PROBLEM TO SOLVE: All records are to be printed exactly as they appear.

------------------------------------

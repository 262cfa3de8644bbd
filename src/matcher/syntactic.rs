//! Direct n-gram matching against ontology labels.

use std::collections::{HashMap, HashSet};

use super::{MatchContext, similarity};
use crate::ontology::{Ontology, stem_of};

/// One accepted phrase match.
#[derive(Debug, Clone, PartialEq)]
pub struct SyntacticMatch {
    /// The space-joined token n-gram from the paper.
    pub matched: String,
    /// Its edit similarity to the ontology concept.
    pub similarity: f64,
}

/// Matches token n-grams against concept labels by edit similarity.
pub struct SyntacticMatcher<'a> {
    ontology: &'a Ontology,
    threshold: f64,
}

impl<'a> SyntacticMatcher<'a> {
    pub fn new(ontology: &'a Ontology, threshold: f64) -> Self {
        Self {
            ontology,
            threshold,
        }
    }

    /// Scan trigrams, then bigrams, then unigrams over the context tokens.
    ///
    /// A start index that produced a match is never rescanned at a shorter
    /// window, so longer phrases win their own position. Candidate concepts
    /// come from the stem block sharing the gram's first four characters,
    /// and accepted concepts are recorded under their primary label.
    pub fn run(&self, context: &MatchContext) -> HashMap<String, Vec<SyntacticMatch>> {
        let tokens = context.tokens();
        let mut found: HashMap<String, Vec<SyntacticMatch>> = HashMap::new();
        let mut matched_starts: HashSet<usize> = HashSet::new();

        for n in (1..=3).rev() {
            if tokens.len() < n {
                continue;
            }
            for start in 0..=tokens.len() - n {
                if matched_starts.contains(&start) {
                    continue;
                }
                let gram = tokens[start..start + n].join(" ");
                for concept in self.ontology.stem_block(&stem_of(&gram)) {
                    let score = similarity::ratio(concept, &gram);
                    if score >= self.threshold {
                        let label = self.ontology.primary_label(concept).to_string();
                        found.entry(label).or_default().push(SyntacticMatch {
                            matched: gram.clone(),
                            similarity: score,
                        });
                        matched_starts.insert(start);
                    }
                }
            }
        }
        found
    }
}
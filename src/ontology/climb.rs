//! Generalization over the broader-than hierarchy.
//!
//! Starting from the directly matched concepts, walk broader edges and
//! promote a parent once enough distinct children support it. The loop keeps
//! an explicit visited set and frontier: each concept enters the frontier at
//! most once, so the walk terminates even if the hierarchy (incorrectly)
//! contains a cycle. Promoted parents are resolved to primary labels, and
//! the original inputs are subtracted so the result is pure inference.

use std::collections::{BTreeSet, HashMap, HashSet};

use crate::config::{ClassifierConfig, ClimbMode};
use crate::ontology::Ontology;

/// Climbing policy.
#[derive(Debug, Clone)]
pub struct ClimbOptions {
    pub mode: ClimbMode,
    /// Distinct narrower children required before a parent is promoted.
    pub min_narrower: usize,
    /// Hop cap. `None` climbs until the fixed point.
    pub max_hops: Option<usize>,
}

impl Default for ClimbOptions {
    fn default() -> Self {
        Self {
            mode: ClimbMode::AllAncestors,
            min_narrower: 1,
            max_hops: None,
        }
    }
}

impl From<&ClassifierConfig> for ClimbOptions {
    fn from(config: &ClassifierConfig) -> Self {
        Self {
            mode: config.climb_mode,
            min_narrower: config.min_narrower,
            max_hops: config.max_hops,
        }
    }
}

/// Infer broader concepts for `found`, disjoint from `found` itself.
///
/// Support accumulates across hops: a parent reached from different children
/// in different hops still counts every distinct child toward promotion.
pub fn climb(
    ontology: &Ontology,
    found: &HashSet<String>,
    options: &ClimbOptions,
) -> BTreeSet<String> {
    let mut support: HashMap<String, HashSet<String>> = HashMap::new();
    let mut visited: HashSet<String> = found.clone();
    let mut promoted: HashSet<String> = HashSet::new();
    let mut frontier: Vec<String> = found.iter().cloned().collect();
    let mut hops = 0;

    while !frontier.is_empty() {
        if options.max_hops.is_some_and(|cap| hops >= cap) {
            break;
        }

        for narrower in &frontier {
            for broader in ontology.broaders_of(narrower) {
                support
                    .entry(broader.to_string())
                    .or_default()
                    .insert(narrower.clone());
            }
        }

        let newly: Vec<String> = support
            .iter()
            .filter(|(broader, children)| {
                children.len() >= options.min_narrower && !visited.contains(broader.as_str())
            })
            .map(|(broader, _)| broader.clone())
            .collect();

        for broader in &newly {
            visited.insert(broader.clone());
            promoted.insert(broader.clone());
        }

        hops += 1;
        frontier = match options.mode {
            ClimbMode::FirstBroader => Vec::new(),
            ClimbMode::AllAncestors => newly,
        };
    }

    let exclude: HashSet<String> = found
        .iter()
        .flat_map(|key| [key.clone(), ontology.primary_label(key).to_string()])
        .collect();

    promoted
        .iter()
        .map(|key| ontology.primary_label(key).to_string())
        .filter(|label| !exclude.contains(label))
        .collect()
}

------------------------------------

EXERCISE OUTPUT:
repository 262cfa3de8644bbd
filename src/matcher/syntactic.rs
//! Direct n-gram matching against ontology labels.

use std::collections::{HashMap, HashSet};

use super::{MatchContext, similarity};
use crate::ontology::{Ontology, stem_of};

/// One accepted phrase match.
#[derive(Debug, Clone, PartialEq)]
pub struct SyntacticMatch {
    /// The space-joined token n-gram from the paper.
    pub matched: String,
    /// Its edit similarity to the ontology concept.
    pub similarity: f64,
}

/// Matches token n-grams against concept labels by edit similarity.
pub struct SyntacticMatcher<'a> {
    ontology: &'a Ontology,
    threshold: f64,
}

impl<'a> SyntacticMatcher<'a> {
    pub fn new(ontology: &'a Ontology, threshold: f64) -> Self {
        Self {
            ontology,
            threshold,
        }
    }

    /// Scan trigrams, then bigrams, then unigrams over the context tokens.
    ///
    /// A start index that produced a match is never rescanned at a shorter
    /// window, so longer phrases win their own position. Candidate concepts
    /// come from the stem block sharing the gram's first four characters,
    /// and accepted concepts are recorded under their primary label.
    pub fn run(&self, context: &MatchContext) -> HashMap<String, Vec<SyntacticMatch>> {
        let tokens = context.tokens();
        let mut found: HashMap<String, Vec<SyntacticMatch>> = HashMap::new();
        let mut matched_starts: HashSet<usize> = HashSet::new();

        for n in (1..=3).rev() {
            if tokens.len() < n {
                continue;
            }
            for start in 0..=tokens.len() - n {
                if matched_starts.contains(&start) {
                    continue;
                }
                let gram = tokens[start..start + n].join(" ");
                for concept in self.ontology.stem_block(&stem_of(&gram)) {
                    let score = similarity::ratio(concept, &gram);
                    if score >= self.threshold {
                        let label = self.ontology.primary_label(concept).to_string();
                        found.entry(label).or_default().push(SyntacticMatch {
                            matched: gram.clone(),
                            similarity: score,
                        });
                        matched_starts.insert(start);
                    }
                }
            }
        }
        found
    }
}
filename src/ontology/climb.rs
//! Generalization over the broader-than hierarchy.
//!
//! Starting from the directly matched concepts, walk broader edges and
//! promote a parent once enough distinct children support it. The loop keeps
//! an explicit visited set and frontier: each concept enters the frontier at
//! most once, so the walk terminates even if the hierarchy (incorrectly)
//! contains a cycle. Promoted parents are resolved to primary labels, and
//! the original inputs are subtracted so the result is pure inference.

use std::collections::{BTreeSet, HashMap, HashSet};

use crate::config::{ClassifierConfig, ClimbMode};
use crate::ontology::Ontology;

/// Climbing policy.
#[derive(Debug, Clone)]
pub struct ClimbOptions {
    pub mode: ClimbMode,
    /// Distinct narrower children required before a parent is promoted.
    pub min_narrower: usize,
    /// Hop cap. `None` climbs until the fixed point.
    pub max_hops: Option<usize>,
}

impl Default for ClimbOptions {
    fn default() -> Self {
        Self {
            mode: ClimbMode::AllAncestors,
            min_narrower: 1,
            max_hops: None,
        }
    }
}

impl From<&ClassifierConfig> for ClimbOptions {
    fn from(config: &ClassifierConfig) -> Self {
        Self {
            mode: config.climb_mode,
            min_narrower: config.min_narrower,
            max_hops: config.max_hops,
        }
    }
}

/// Infer broader concepts for `found`, disjoint from `found` itself.
///
/// Support accumulates across hops: a parent reached from different children
/// in different hops still counts every distinct child toward promotion.
pub fn climb(
    ontology: &Ontology,
    found: &HashSet<String>,
    options: &ClimbOptions,
) -> BTreeSet<String> {
    let mut support: HashMap<String, HashSet<String>> = HashMap::new();
    let mut visited: HashSet<String> = found.clone();
    let mut promoted: HashSet<String> = HashSet::new();
    let mut frontier: Vec<String> = found.iter().cloned().collect();
    let mut hops = 0;

    while !frontier.is_empty() {
        if options.max_hops.is_some_and(|cap| hops >= cap) {
            break;
        }

        for narrower in &frontier {
            for broader in ontology.broaders_of(narrower) {
                support
                    .entry(broader.to_string())
                    .or_default()
                    .insert(narrower.clone());
            }
        }

        let newly: Vec<String> = support
            .iter()
            .filter(|(broader, children)| {
                children.len() >= options.min_narrower && !visited.contains(broader.as_str())
            })
            .map(|(broader, _)| broader.clone())
            .collect();

        for broader in &newly {
            visited.insert(broader.clone());
            promoted.insert(broader.clone());
        }

        hops += 1;
        frontier = match options.mode {
            ClimbMode::FirstBroader => Vec::new(),
            ClimbMode::AllAncestors => newly,
        };
    }

    let exclude: HashSet<String> = found
        .iter()
        .flat_map(|key| [key.clone(), ontology.primary_label(key).to_string()])
        .collect();

    promoted
        .iter()
        .map(|key| ontology.primary_label(key).to_string())
        .filter(|label| !exclude.contains(label))
        .collect()
}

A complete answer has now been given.